The rain had ceased. Evening had set in, dark for June, because the twilight could not struggle through the dense vapours overhead.

"Where is Anthony? I must see Anthony!" Her words were so hoarse, so strange that they startled her. It is said that when one is possessed, the evil spirit in the man speaks out of him in a strange voice, utterly unlike that which is natural. It might be so now. The old demon in Urith that had gone to sleep was awaking, refreshed with slumber, to reassert his power.

Where was Anthony? What delayed his return? Had he on leaving Willsworthy gone direct to Julian to pour out into her sympathetic ear the story of his domestic troubles? Was he telling her of his wife's shortcomings?—of her temper?—her untidiness?—her waywardness? Were they jeering together in confidence at poor little moorland Willsworthy? Were they talking over the great mistake Anthony had made in taking Urith in the place of Julian? Were they laughing over that scene when Anthony led out Urith for the dance at the Cakes? She saw their hands meet, and their eyes—their eyes—as at the Cakes.

Then there issued from her breast a scream—a scream of unendurable pain; it came from her involuntarily; it was forced from her by the stress of agony within, but the voice was hoarse and inhuman. She was aware of it, and grasped her hair and thrust it into her mouth to gnaw at, and to stifle the cries of pain which might burst from her again.

She had descended the hill a little way when she thought she discerned a figure approaching, mounting the rough lane. It might be Anthony—it might be Solomon Gibbs. She was unprepared to meet either, so she slipped aside into the little chapel. The portion of wall by the door was fallen, making a gap, but further back grew a large sycamore, out of the floor of the sacred building, near the angle formed by the south and west walls. Behind this she retreated, and thence could see the person who ascended the path, unobserved.

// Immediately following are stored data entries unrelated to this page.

//! API Middleware
//!
//! Correlation IDs and request logging.

use axum::{
    body::Body,
    http::{HeaderMap, HeaderName, HeaderValue, Request},
    middleware::Next,
    response::Response,
};
use uuid::Uuid;

use crate::domain::OperationContext;

/// Header carrying the correlation ID in both directions
pub static CORRELATION_ID_HEADER: HeaderName = HeaderName::from_static("x-correlation-id");

/// Headers that should be masked in logs
const SENSITIVE_HEADERS: &[&str] = &["authorization", "cookie", "set-cookie", "x-api-key"];

/// Mask sensitive headers for logging
pub fn mask_headers_for_logging(headers: &HeaderMap) -> Vec<(String, String)> {
    headers
        .iter()
        .map(|(name, value)| {
            let name_lower = name.as_str().to_lowercase();
            let masked_value = if SENSITIVE_HEADERS.contains(&name_lower.as_str()) {
                "[REDACTED]".to_string()
            } else {
                value.to_str().unwrap_or("[invalid utf8]").to_string()
            };
            (name.to_string(), masked_value)
        })
        .collect()
}

/// Take the caller's correlation ID, or generate a new one
pub fn correlation_id_from(headers: &HeaderMap) -> Uuid {
    headers
        .get(&CORRELATION_ID_HEADER)
        .and_then(|v| v.to_str().ok())
        .and_then(|s| Uuid::parse_str(s).ok())
        .unwrap_or_else(Uuid::new_v4)
}

// =========================================================================
// Request Logging Middleware
// =========================================================================

/// Attach an `OperationContext` to the request and log its lifecycle.
///
/// The correlation ID is echoed back in the `X-Correlation-Id` response
/// header.
pub async fn logging_middleware(mut request: Request<Body>, next: Next) -> Response {
    let method = request.method().clone();
    let uri = request.uri().clone();
    let version = request.version();

    let correlation_id = correlation_id_from(request.headers());
    request
        .extensions_mut()
        .insert(OperationContext::new().with_correlation_id(correlation_id));

    // Mask sensitive headers
    let headers = mask_headers_for_logging(request.headers());

    let start = std::time::Instant::now();

    tracing::info!(
        method = %method,
        uri = %uri,
        version = ?version,
        correlation_id = %correlation_id,
        headers = ?headers,
        "Incoming request"
    );

    let mut response = next.run(request).await;

    let duration = start.elapsed();
    let status = response.status();

    tracing::info!(
        method = %method,
        uri = %uri,
        status = %status,
        duration_ms = %duration.as_millis(),
        correlation_id = %correlation_id,
        "Request completed"
    );

    if let Ok(value) = HeaderValue::from_str(&correlation_id.to_string()) {
        response
            .headers_mut()
            .insert(CORRELATION_ID_HEADER.clone(), value);
    }

    response
}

She was startled when Fox Crymes stepped through the gap where had been the door. There was sufficient light for her to distinguish him, but he could not observe her, as the shadows thrown by the dense foliage of the sycamore from above, and the side shadows from the walls, made the corner where Urith stood thoroughly obscure.

She supposed at first that Fox had stopped there for a moment to shake out his wet cloak and readjust it; he did, in fact, rearrange the position of the mantle, but it was not so as more effectually to protect himself from rain as to leave his right arm free. Moreover, after that he had fitted his cloak to suit his pleasure, he did not resume his ascent of the lane to Willsworthy.

For a while Urith's thoughts were turned into a new channel. She wondered, in the first place, why Fox should come to Willsworthy at that hour; and next, why Fox, if Willsworthy should be his destination, halted where he was, without attempting to proceed.

His conduct also perplexed her. He seated himself on a stone and whistled low to himself through a broken tooth in front that he had—a whistle that was more of a hiss of defiance than a merry pipe. Then he took out his hunting-knife, and tried the point on his fingers. This did not perfectly satisfy him, and he whetted it on a piece of freestone moulding still in position, that formed a jamb of the old door, of which the arch and the other jamb were fallen.

This occupied Fox for some time, but not continuously, for every now and then he stood up, stole to the lane, and cautiously peered down it, never exposing himself so as to be observed by any person ascending the rough way.

The air was still, hardly any wind stirred, but what little there was came in sudden puffs that shook the foliage of the sycamore burdened with wet, and sent down a shower upon the floor. Urith could not feel the wind, and when it came it was as though a shudder went through the tree, and it tossed off the burden of water oppressing it, much as would a long-haired spaniel on emerging from a bath.

Bats were abroad. One swept up and down the old chapel, noiseless, till it came close to the ear, when the whirr of the wings was as that of the sails of a mill.

An uneasy peewhit was awake and awing, flitting and uttering its plaintive, desolate cry. It was not visible in the grey night-sky, and was still for a minute; then screamed over the ruins; then wheeled away, and called, as an echo from a distance, an answer to its own cry.

Fox stood forward again in the road, and strained his eyes down the lane; then stole a little way along it to where he could, or thought he could, see a longer stretch of it; then came back at a run, and stood snorting in the ruins once more. Again, soft and still, came on a comminuted rain—the very dust of rain—so fine and so light that it took no direction, but floated on the air, and hardly fell.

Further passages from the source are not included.